2.3 PESQUISAS SOBRE SOFRIMENTO E PRAZER NO TRABALHO

Pesquisas acadêmicas do período entre o ano 2000 e 2012 que tratam sobre a colaboração no ambiente laboral, o reconhecimento e as defesas, na perspectiva da psicodinâmica, foram analisadas e destas, inseridos alguns recortes como aporte teórico e metodológico para o desenvolvimento deste estudo, pois se observa uma forte expressão de trabalhos nessa área no Brasil, como os que seguem.

Lima e Lima Filho (2009) analisam no estudo sobre as Condições de Trabalho e Saúde do/a Professor/a Universitário/a, o processo saúde-doença do trabalho docente, verificando as relações entre o processo de trabalho docente, as condições sob as quais ele se desenvolve e o possível adoecimento físico e mental dos professores da Universidade Federal de Mato Grosso do Sul através de pesquisa exploratória, junto a 189 professores.

Nesse estudo, os autores concluíram diante dos dados colhidos que há importante indicativo de que o trabalho interfere na saúde dos professores que apresentaram um quadro de crescente mal-estar, tanto em termos físicos e psíquicos, como interpessoais.

A pesquisa destes autores encontrou várias manifestações sintomáticas que evidenciam o sofrimento no trabalho, tais como: cansaço mental, estresse, ansiedade, esquecimento, frustração, nervosismo, angústia, insônia e depressão que constituem queixas relacionadas à saúde mental, como dores nas costas, pernas e braços, rinite e alergia respiratória, relativas da saúde física.

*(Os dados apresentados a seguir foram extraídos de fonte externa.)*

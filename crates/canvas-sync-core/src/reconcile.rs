//! Reconciliation between the live surface, the local cache and the remote.
//!
//! All state changes happen on the caller's thread, inside the methods of
//! [`Reconciler`]. Remote producers only hand observations over channels.
//! Deadlines are explicit [`Instant`]s passed in by the caller, so a host
//! drives the engine by calling [`Reconciler::tick`] from its event loop.

use crate::config::{SyncConfig, SyncDirection};
use crate::debounce::{ChangeDebouncer, ContentDigest, DebounceOutcome};
use crate::document::{CanvasDocument, Timestamp};
use crate::echo::EchoSuppressor;
use crate::error::SyncError;
use crate::remote::{HttpRemote, RemoteCanvas};
use crate::storage::{LocalCacheManager, StorageError};
use crate::surface::{LiveSurface, SurfaceChange};
use crate::watch::{
    EventHost, ObservationSource, RemoteWatch, SyncObservation, WatchMode, open_watch,
};
use std::sync::Arc;
use std::time::Instant;

/// Where the engine stands relative to the remote.
#[derive(Debug, Clone, Copy, PartialEq, Eq)]
pub enum SyncState {
    /// Startup has not run yet.
    Uninitialized,
    /// The last remote read or observation succeeded.
    Synced,
    /// The remote could not be read at startup; running from the cache.
    Degraded,
}

/// Result of handling one observation.
#[derive(Debug, Clone, Copy, PartialEq, Eq)]
pub enum ObservationOutcome {
    /// A remote document replaced the local state.
    Applied,
    /// A remote document was not newer than the cache and was dropped.
    Stale,
    /// A cached document was put on the surface.
    Restored,
    /// A newer remote version carried content already persisted, such as our
    /// own write coming back. Only the version was recorded.
    Acknowledged,
    /// A live observation went through the change pipeline.
    Local(ChangeOutcome),
}

/// Result of handling one surface change notification.
#[derive(Debug, Clone, Copy, PartialEq, Eq)]
pub enum ChangeOutcome {
    /// The change was an echo of our own apply.
    Suppressed,
    /// Content already persisted; nothing scheduled.
    Unchanged,
    /// A write is scheduled at the given instant.
    Scheduled(Instant),
}

/// Who asked for a clear.
#[derive(Debug, Clone, Copy, PartialEq, Eq)]
pub enum ClearOrigin {
    /// The local user.
    Local,
    /// The remote service; never sent back to it.
    Remote,
}
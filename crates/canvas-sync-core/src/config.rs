//! Engine configuration.

use crate::debounce::DEFAULT_DEBOUNCE_DELAY;
use crate::echo::DEFAULT_ECHO_WINDOW;
use crate::remote::DEFAULT_BASE_URL;
use crate::storage::{FileStorage, MemoryStorage, Storage};
use crate::watch::DEFAULT_POLL_INTERVAL;
use crate::wire::DRAW_STREAM;
use serde::{Deserialize, Serialize};
use std::path::PathBuf;
use std::str::FromStr;
use std::sync::Arc;
use std::time::Duration;

/// Environment variable overriding [`SyncConfig::base_url`].
pub const ENV_URL: &str = "CANVAS_SYNC_URL";
/// Environment variable setting [`SyncConfig::push_url`].
pub const ENV_PUSH_URL: &str = "CANVAS_SYNC_PUSH_URL";
/// Environment variable setting [`SyncConfig::direction`].
pub const ENV_DIRECTION: &str = "CANVAS_SYNC_DIRECTION";
/// Environment variable setting [`SyncConfig::cache_dir`].
pub const ENV_CACHE_DIR: &str = "CANVAS_SYNC_CACHE_DIR";

/// Whether local edits travel to the remote.
#[derive(Debug, Clone, Copy, PartialEq, Eq, Default, Serialize, Deserialize)]
#[serde(rename_all = "snake_case")]
pub enum SyncDirection {
    /// Remote wins; local edits stay local.
    #[default]
    PullOnly,
    /// Debounced local writes and local clears are also sent to the remote.
    Bidirectional,
}

impl FromStr for SyncDirection {
    type Err = String;

    fn from_str(s: &str) -> Result<Self, Self::Err> {
        match s.trim().to_ascii_lowercase().replace('-', "_").as_str() {
            "pull_only" | "pull" => Ok(SyncDirection::PullOnly),
            "bidirectional" | "both" => Ok(SyncDirection::Bidirectional),
            other => Err(format!("unknown sync direction: {}", other)),
        }
    }
}

/// Configuration for the sync engine. Every field has a default.
#[derive(Debug, Clone, PartialEq, Serialize, Deserialize)]
#[serde(default)]
pub struct SyncConfig {
    /// Base URL of the remote canvas service.
    pub base_url: String,
    /// WebSocket event stream URL. Without it the remote is polled.
    pub push_url: Option<String>,
    /// Name of the draw notification stream.
    pub stream: String,
    pub poll_interval_ms: u64,
    pub debounce_ms: u64,
    pub echo_window_ms: u64,
    pub direction: SyncDirection,
    /// Cache directory. Defaults to the platform data dir, per origin.
    pub cache_dir: Option<PathBuf>,
}

impl Default for SyncConfig {
    fn default() -> Self {
        Self {
            base_url: DEFAULT_BASE_URL.to_string(),
            push_url: None,
            stream: DRAW_STREAM.to_string(),
            poll_interval_ms: DEFAULT_POLL_INTERVAL.as_millis() as u64,
            debounce_ms: DEFAULT_DEBOUNCE_DELAY.as_millis() as u64,
            echo_window_ms: DEFAULT_ECHO_WINDOW.as_millis() as u64,
            direction: SyncDirection::PullOnly,
            cache_dir: None,
        }
    }
}

impl SyncConfig {
    /// Parse a JSON config; missing fields take their defaults.
    pub fn from_json(json: &str) -> Result<Self, serde_json::Error> {
        serde_json::from_str(json)
    }

    /// Defaults overridden by `CANVAS_SYNC_*` environment variables.
    pub fn from_env() -> Self {
        Self::from_lookup(|key| std::env::var(key).ok())
    }

    /// Defaults overridden by whatever `lookup` returns for each variable.
    pub fn from_lookup(lookup: impl Fn(&str) -> Option<String>) -> Self {
        let mut config = Self::default();
        if let Some(url) = lookup(ENV_URL).filter(|v| !v.is_empty()) {
            config.base_url = url;
        }
        if let Some(url) = lookup(ENV_PUSH_URL).filter(|v| !v.is_empty()) {
            config.push_url = Some(url);
        }
        if let Some(direction) = lookup(ENV_DIRECTION) {
            match direction.parse() {
                Ok(direction) => config.direction = direction,
                Err(e) => log::warn!("Ignoring {}: {}", ENV_DIRECTION, e),
            }
        }
        if let Some(dir) = lookup(ENV_CACHE_DIR).filter(|v| !v.is_empty()) {
            config.cache_dir = Some(PathBuf::from(dir));
        }
        config
    }

    pub fn poll_interval(&self) -> Duration {
        Duration::from_millis(self.poll_interval_ms)
    }

    pub fn debounce_delay(&self) -> Duration {
        Duration::from_millis(self.debounce_ms)
    }

    pub fn echo_window(&self) -> Duration {
        Duration::from_millis(self.echo_window_ms)
    }

    /// Origin the cache is namespaced by: the remote's scheme, host and port.
    pub fn origin(&self) -> String {
        match url::Url::parse(&self.base_url) {
            Ok(url) => url.origin().ascii_serialization(),
            Err(_) => self.base_url.clone(),
        }
    }

    /// Storage backend for the local cache.
    ///
    /// Falls back to memory when no data directory can be determined.
    pub fn create_storage(&self) -> Arc<dyn Storage> {
        if let Some(dir) = &self.cache_dir {
            return Arc::new(FileStorage::new(dir.clone()));
        }
        match FileStorage::default_location(&self.origin()) {
            Ok(storage) => Arc::new(storage),
            Err(e) => {
                log::warn!("{}, keeping canvas in memory only", e);
                Arc::new(MemoryStorage::new())
            }
        }
    }
}

#[cfg(test)]
mod tests {
    use super::*;
    use std::collections::HashMap;

    #[test]
    fn test_defaults() {
        let config = SyncConfig::default();
        assert_eq!(config.base_url, "http://127.0.0.1:31337");
        assert_eq!(config.stream, "excalidraw_draw");
        assert_eq!(config.poll_interval(), Duration::from_secs(1));
        assert_eq!(config.debounce_delay(), Duration::from_millis(300));
        assert_eq!(config.echo_window(), Duration::from_millis(100));
        assert_eq!(config.direction, SyncDirection::PullOnly);
    }

    #[test]
    fn test_from_json_partial() {
        let config =
            SyncConfig::from_json(r#"{"direction": "bidirectional", "debounce_ms": 50}"#).unwrap();
        assert_eq!(config.direction, SyncDirection::Bidirectional);
        assert_eq!(config.debounce_ms, 50);
        assert_eq!(config.poll_interval_ms, 1000);
    }

    #[test]
    fn test_from_lookup() {
        let vars: HashMap<&str, &str> = [
            (ENV_URL, "http://canvas.local:8080"),
            (ENV_PUSH_URL, "ws://canvas.local:8080/ws"),
            (ENV_DIRECTION, "bidirectional"),
            (ENV_CACHE_DIR, "/tmp/canvas"),
        ]
        .into_iter()
        .collect();
        let config = SyncConfig::from_lookup(|key| vars.get(key).map(|v| v.to_string()));
        assert_eq!(config.base_url, "http://canvas.local:8080");
        assert_eq!(config.push_url.as_deref(), Some("ws://canvas.local:8080/ws"));
        assert_eq!(config.direction, SyncDirection::Bidirectional);
        assert_eq!(config.cache_dir, Some(PathBuf::from("/tmp/canvas")));
    }

    #[test]
    fn test_bad_direction_keeps_default() {
        let config =
            SyncConfig::from_lookup(|key| (key == ENV_DIRECTION).then(|| "sideways".to_string()));
        assert_eq!(config.direction, SyncDirection::PullOnly);
    }

    #[test]
    fn test_origin() {
        let config = SyncConfig {
            base_url: "http://127.0.0.1:31337/some/path".to_string(),
            ..SyncConfig::default()
        };
        assert_eq!(config.origin(), "http://127.0.0.1:31337");
    }
}
//! Push subscriptions: a host event channel or a WebSocket event stream.

use super::{ObservationSource, RemoteWatch, SyncObservation, WatchError, WatchMode};
use crate::wire::{CanvasData, ClientMessage, ServerMessage};
use std::collections::HashMap;
use std::net::TcpStream;
use std::sync::atomic::{AtomicU64, Ordering};
use std::sync::mpsc::{Receiver, Sender, TryRecvError, channel};
use std::sync::{Arc, Mutex};
use std::thread::{self, JoinHandle};
use std::time::Duration;
use tungstenite::stream::MaybeTlsStream;
use tungstenite::{Message, WebSocket};
use url::Url;

/// A live subscription. Dropping it releases the subscription.
pub struct Subscription {
    release: Option<Box<dyn FnOnce() + Send>>,
}

impl Subscription {
    pub fn new(release: impl FnOnce() + Send + 'static) -> Self {
        Self {
            release: Some(Box::new(release)),
        }
    }

    /// Release now rather than on drop.
    pub fn release(mut self) {
        self.run_release();
    }

    fn run_release(&mut self) {
        if let Some(release) = self.release.take() {
            release();
        }
    }
}

impl Drop for Subscription {
    fn drop(&mut self) {
        self.run_release();
    }
}

/// A host that can deliver named event streams, such as an embedding shell.
pub trait EventHost {
    /// Subscribe to `stream`. `None` means the host has no event channel.
    fn subscribe(&self, stream: &str) -> Option<(Receiver<CanvasData>, Subscription)>;
}

type Subscribers = HashMap<String, HashMap<u64, Sender<CanvasData>>>;

/// In-process [`EventHost`]: whatever is emitted on a stream reaches every
/// subscriber of that stream.
#[derive(Clone, Default)]
pub struct LocalEventHost {
    subscribers: Arc<Mutex<Subscribers>>,
    next_id: Arc<AtomicU64>,
}

impl LocalEventHost {
    pub fn new() -> Self {
        Self::default()
    }

    /// Deliver `canvas` to every subscriber of `stream`. Returns how many
    /// subscribers received it.
    pub fn emit(&self, stream: &str, canvas: CanvasData) -> usize {
        let Ok(mut subscribers) = self.subscribers.lock() else {
            return 0;
        };
        let Some(stream_subs) = subscribers.get_mut(stream) else {
            return 0;
        };
        stream_subs.retain(|_, tx| tx.send(canvas.clone()).is_ok());
        stream_subs.len()
    }

    pub fn subscriber_count(&self, stream: &str) -> usize {
        self.subscribers
            .lock()
            .map(|subs| subs.get(stream).map_or(0, HashMap::len))
            .unwrap_or(0)
    }
}

impl EventHost for LocalEventHost {
    fn subscribe(&self, stream: &str) -> Option<(Receiver<CanvasData>, Subscription)> {
        let (tx, rx) = channel();
        let id = self.next_id.fetch_add(1, Ordering::Relaxed);
        self.subscribers
            .lock()
            .ok()?
            .entry(stream.to_string())
            .or_default()
            .insert(id, tx);

        let subscribers = Arc::clone(&self.subscribers);
        let stream = stream.to_string();
        let subscription = Subscription::new(move || {
            if let Ok(mut subs) = subscribers.lock() {
                if let Some(stream_subs) = subs.get_mut(&stream) {
                    stream_subs.remove(&id);
                }
            }
        });
        Some((rx, subscription))
    }
}

/// Forwards every pushed canvas as a `remote-push` observation.
pub struct PushWatch {
    events: Option<Receiver<CanvasData>>,
    subscription: Option<Subscription>,
    _thread: Option<JoinHandle<()>>,
}

impl PushWatch {
    /// Watch a stream delivered by the host, if the host offers one.
    pub fn from_host(host: &dyn EventHost, stream: &str) -> Option<Self> {
        let (events, subscription) = host.subscribe(stream)?;
        Some(Self {
            events: Some(events),
            subscription: Some(subscription),
            _thread: None,
        })
    }

    /// Connect to a WebSocket event stream and subscribe to `stream`.
    ///
    /// Connecting is the probe: an error here means push is unavailable.
    pub fn connect(url: &str, stream: &str) -> Result<Self, WatchError> {
        let parsed = Url::parse(url).map_err(|e| WatchError::InvalidUrl(e.to_string()))?;
        if parsed.scheme() != "ws" && parsed.scheme() != "wss" {
            return Err(WatchError::InvalidUrl(format!(
                "unsupported scheme: {}",
                parsed.scheme()
            )));
        }

        let (mut socket, response) =
            tungstenite::connect(url).map_err(|e| WatchError::Connect(e.to_string()))?;
        log::info!("Event stream connected, status: {}", response.status());

        let subscribe = serde_json::to_string(&ClientMessage::Subscribe {
            stream: stream.to_string(),
        })
        .map_err(|e| WatchError::Protocol(e.to_string()))?;
        socket
            .send(Message::Text(subscribe))
            .map_err(|e| WatchError::Connect(e.to_string()))?;

        // Short read timeout so the worker notices close requests.
        match socket.get_mut() {
            MaybeTlsStream::Plain(tcp) => {
                let _ = tcp.set_read_timeout(Some(Duration::from_millis(50)));
                let _ = tcp.set_write_timeout(Some(Duration::from_secs(5)));
            }
            #[allow(unreachable_patterns)]
            _ => log::debug!("Non-plain stream, relying on default timeouts"),
        }

        let (event_tx, event_rx) = channel();
        let (close_tx, close_rx) = channel::<()>();
        let stream = stream.to_string();
        let handle = thread::Builder::new()
            .name("canvas-push".to_string())
            .spawn(move || run_socket(socket, &stream, event_tx, close_rx))
            .map_err(|e| WatchError::Spawn(e.to_string()))?;

        Ok(Self {
            events: Some(event_rx),
            subscription: Some(Subscription::new(move || {
                let _ = close_tx.send(());
            })),
            _thread: Some(handle),
        })
    }
}

fn run_socket(
    mut socket: WebSocket<MaybeTlsStream<TcpStream>>,
    stream: &str,
    events: Sender<CanvasData>,
    close_rx: Receiver<()>,
) {
    loop {
        match close_rx.try_recv() {
            Ok(()) | Err(TryRecvError::Disconnected) => {
                if let Ok(msg) = serde_json::to_string(&ClientMessage::Unsubscribe) {
                    let _ = socket.send(Message::Text(msg));
                }
                let _ = socket.close(None);
                let _ = socket.flush();
                break;
            }
            Err(TryRecvError::Empty) => {}
        }

        match socket.read() {
            Ok(Message::Text(txt)) => match serde_json::from_str::<ServerMessage>(&txt) {
                Ok(ServerMessage::Draw { stream: name, canvas }) if name == stream => {
                    log::debug!("Pushed canvas at {}", canvas.updated_at);
                    if events.send(canvas).is_err() {
                        break;
                    }
                }
                Ok(ServerMessage::Draw { .. }) => {}
                Ok(ServerMessage::Subscribed { stream }) => log::info!("Subscribed to {}", stream),
                Ok(ServerMessage::Error { message }) => {
                    log::warn!("Event stream error: {}", message)
                }
                Err(e) => log::warn!("Failed to parse event: {}", e),
            },
            Ok(Message::Ping(data)) => {
                let _ = socket.send(Message::Pong(data));
            }
            Ok(Message::Close(_)) => {
                log::info!("Event stream closed by server");
                break;
            }
            Ok(_) => {}
            Err(tungstenite::Error::Io(ref e))
                if e.kind() == std::io::ErrorKind::WouldBlock
                    || e.kind() == std::io::ErrorKind::TimedOut => {}
            Err(e) => {
                log::warn!("Event stream read error: {}", e);
                break;
            }
        }
    }
    log::debug!("Event stream worker exiting");
}

impl RemoteWatch for PushWatch {
    fn mode(&self) -> WatchMode {
        WatchMode::Push
    }

    fn poll_observations(&mut self) -> Vec<SyncObservation> {
        let Some(events) = &self.events else {
            return Vec::new();
        };

        let mut observations = Vec::new();
        loop {
            match events.try_recv() {
                Ok(canvas) => observations.push(SyncObservation::new(
                    ObservationSource::RemotePush,
                    canvas.into_document(),
                )),
                Err(TryRecvError::Empty) => break,
                Err(TryRecvError::Disconnected) => {
                    log::warn!("Push stream ended");
                    self.close();
                    break;
                }
            }
        }
        observations
    }

    fn close(&mut self) {
        if let Some(subscription) = self.subscription.take() {
            subscription.release();
            log::debug!("Push subscription released");
        }
        self.events = None;
        self._thread = None;
    }

    fn is_open(&self) -> bool {
        self.events.is_some()
    }
}

impl Drop for PushWatch {
    fn drop(&mut self) {
        self.close();
    }
}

Contudo, apresentam uma conjuntura que além do sofrimento demonstra o prazer, e afirmam que ainda existe encanto, que persistem práticas construtoras de alianças e compartilhamento, bem como a produção de novos sentidos e significados à prática docente, embora levantem a possibilidade para novas pesquisas no sentido de investigar dimensões interpares e do cotidiano de trabalho docente, como as disputas internas pelo poder e tradições clientelistas e patrimonialistas presentes nas instituições brasileiras.

Ferreira; Fernandes; Prado; Baptista; Freitas e Bonini (2009), cujo estudo exploratório e descritivo com abordagem qualitativa, analisou sentimentos de prazer e sofrimento no processo de trabalho do enfermeiro docente de três universidades privadas do município de São Paulo, verificando experiências enriquecedoras de significados do saber-fazer na prática docente.

Os autores objetivaram naquela pesquisa, identificar os aspectos geradores de prazer e sofrimento no processo de trabalho do enfermeiro docente, analisados segundo

o referencial teórico de Christophe Dejours, pontuando a importância dos fatores psicossociais em relação ao objeto estudado.

Nesse contexto, enquanto resultados investigativos verificaram que as relações ambíguas presentes no trabalho desses profissionais expressavam sentimentos de prazer e sofrimento decorrentes dessa prática, evidenciando as condições e a organização do trabalho como elementos potencializadores de tais sentimentos no cotidiano laboral do enfermeiro naquelas instituições.

Destaca-se que Mendes; Chaves; Santos e Mello Neto (2007) produziram o artigo intitulado: “Da arte ao ofício: vivências de sofrimento e significado do trabalho de professor universitário”, cujo objetivo foi o de descrever os significados do trabalho e sofrimento na profissão de docente.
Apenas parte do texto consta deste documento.